Strategy
Utilize state vaccine data, clinical trial data, federal guidance, and community feedback to determine vaccine allocation for Washington.
Challenge
COVID-19 prevention initiatives are challenging because of inadequate community support and enforcement power from leadership. COVID prevention programs had limited success because of a lack of trust in the government and the healthcare system. In addition, misinformation campaigns in the media and on social media platforms have created a bias against COVID-19 prevention strategies. Individuals are concerned about the safety and efficacy of the COVID-19 vaccines. Vaccine distribution is challenging because it requires carefully assessing population risk and determining which groups to prioritize. To maximize distribution efforts, it is crucial to understand the motivators for vaccine compliance and to engage the communities with appropriate outreach and communications.
Solution
To positively affect SARS-CoV-2-associated morbidity and mortality, Washington incorporated research and feedback from at-risk populations to establish an appropriate allocation framework.

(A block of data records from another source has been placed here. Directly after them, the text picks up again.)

//! Source extraction.
//!
//! Turns a source descriptor (PDF path, text file path, inline text, video
//! URL) into raw text segments ready for chunking. Extractors are pluggable
//! and registered per source kind.

mod files;
mod pdf;
mod youtube;

pub use files::{resolve_path, PlainTextExtractor, TextFileExtractor};
pub use pdf::PdfExtractor;
pub use youtube::{parse_json3, parse_video_url, select_caption_track, YoutubeTranscriptExtractor};

use crate::chunking::SourceText;
use crate::config::Settings;
use crate::error::{DocqaError, Result};
use async_trait::async_trait;
use serde::{Deserialize, Serialize};
use std::collections::HashMap;
use std::path::PathBuf;
use std::sync::Arc;

/// Kind of source being ingested.
#[derive(Debug, Clone, Copy, PartialEq, Eq, Hash, Serialize, Deserialize)]
#[serde(rename_all = "snake_case")]
pub enum SourceKind {
    Pdf,
    TextFile,
    PlainText,
    Video,
}

impl std::fmt::Display for SourceKind {
    fn fmt(&self, f: &mut std::fmt::Formatter<'_>) -> std::fmt::Result {
        match self {
            SourceKind::Pdf => write!(f, "pdf"),
            SourceKind::TextFile => write!(f, "text_file"),
            SourceKind::PlainText => write!(f, "plain_text"),
            SourceKind::Video => write!(f, "video"),
        }
    }
}

/// What to ingest.
#[derive(Debug, Clone, PartialEq)]
pub enum SourceDescriptor {
    Pdf { path: PathBuf },
    TextFile { path: PathBuf },
    /// Inline text; `source` defaults to "inline-text".
    PlainText { text: String, source: Option<String> },
    Video { url: String },
}

impl SourceDescriptor {
    pub fn kind(&self) -> SourceKind {
        match self {
            SourceDescriptor::Pdf { .. } => SourceKind::Pdf,
            SourceDescriptor::TextFile { .. } => SourceKind::TextFile,
            SourceDescriptor::PlainText { .. } => SourceKind::PlainText,
            SourceDescriptor::Video { .. } => SourceKind::Video,
        }
    }

    /// Short description for logs.
    pub fn label(&self) -> String {
        match self {
            SourceDescriptor::Pdf { path } | SourceDescriptor::TextFile { path } => {
                path.display().to_string()
            }
            SourceDescriptor::PlainText { text, .. } => format!("<{} chars of text>", text.len()),
            SourceDescriptor::Video { url } => url.clone(),
        }
    }
}

/// Produces raw text segments from a source.
#[async_trait]
pub trait Extractor: Send + Sync {
    /// Extract the source's text.
    ///
    /// Missing sources are `SourceNotFound`, sources without text are
    /// `EmptyInput`, and videos without captions are `TranscriptUnavailable`.
    async fn extract(&self, source: &SourceDescriptor) -> Result<Vec<SourceText>>;
}

/// Extractors keyed by source kind.
#[derive(Clone, Default)]
pub struct Extractors {
    by_kind: HashMap<SourceKind, Arc<dyn Extractor>>,
}

impl Extractors {
    pub fn new() -> Self {
        Self::default()
    }

    /// The built-in extractor for every source kind.
    pub fn standard(settings: &Settings) -> Self {
        Self::new()
            .with(SourceKind::Pdf, Arc::new(PdfExtractor::new()))
            .with(SourceKind::TextFile, Arc::new(TextFileExtractor::new()))
            .with(SourceKind::PlainText, Arc::new(PlainTextExtractor::new()))
            .with(
                SourceKind::Video,
                Arc::new(YoutubeTranscriptExtractor::from_settings(&settings.youtube)),
            )
    }

    /// Register (or replace) the extractor for `kind`.
    pub fn with(mut self, kind: SourceKind, extractor: Arc<dyn Extractor>) -> Self {
        self.by_kind.insert(kind, extractor);
        self
    }

    pub fn get(&self, kind: SourceKind) -> Result<Arc<dyn Extractor>> {
        self.by_kind
            .get(&kind)
            .cloned()
            .ok_or_else(|| DocqaError::InvalidSource(format!("unsupported source kind: {}", kind)))
    }

    pub async fn extract(&self, source: &SourceDescriptor) -> Result<Vec<SourceText>> {
        self.get(source.kind())?.extract(source).await
    }
}

/// Error for an extractor handed a descriptor of another kind.
pub(crate) fn wrong_kind(expected: SourceKind, source: &SourceDescriptor) -> DocqaError {
    DocqaError::InvalidSource(format!(
        "{} extractor cannot read a {} source",
        expected,
        source.kind()
    ))
}

#[cfg(test)]
mod tests {
    use super::*;

    #[tokio::test]
    async fn test_unregistered_kind_is_invalid_source() {
        let extractors = Extractors::new().with(SourceKind::PlainText, Arc::new(PlainTextExtractor::new()));

        let result = extractors
            .extract(&SourceDescriptor::Video {
                url: "https://youtu.be/dQw4w9WgXcQ".to_string(),
            })
            .await;
        assert!(matches!(result, Err(DocqaError::InvalidSource(_))));

        let segments = extractors
            .extract(&SourceDescriptor::PlainText {
                text: "hello".to_string(),
                source: None,
            })
            .await
            .unwrap();
        assert_eq!(segments[0].source.as_deref(), Some("inline-text"));
    }

    #[test]
    fn test_descriptor_kind_and_label() {
        let pdf = SourceDescriptor::Pdf {
            path: PathBuf::from("/tmp/report.pdf"),
        };
        assert_eq!(pdf.kind(), SourceKind::Pdf);
        assert_eq!(pdf.label(), "/tmp/report.pdf");

        let text = SourceDescriptor::PlainText {
            text: "abc".to_string(),
            source: None,
        };
        assert_eq!(text.kind(), SourceKind::PlainText);
        assert_eq!(text.label(), "<3 chars of text>");
    }
}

Interviews and focus groups were utilized to engage the public and reach high-risk populations. This system sought to balance maximum benefit, equal concern, and mitigation of health inequities to create an allocation schedule that was fair, transparent, and evidence-based. The criteria evaluated for the allocation framework included risk of infection, risk of mortality and morbidity, risk of negative societal impact, and risk of transmission.
Outcome
The data gathered from community members and partners informed the vaccine distribution plan for the state of Washington. The resulting allocation framework prioritized groups with the highest risk of acquiring and transmitting COVID-19. The framework ensures equitable, safe, and efficient vaccine distribution and serves as a basis for collaboration with healthcare professionals, the federal government, and community partners working to increase vaccine access.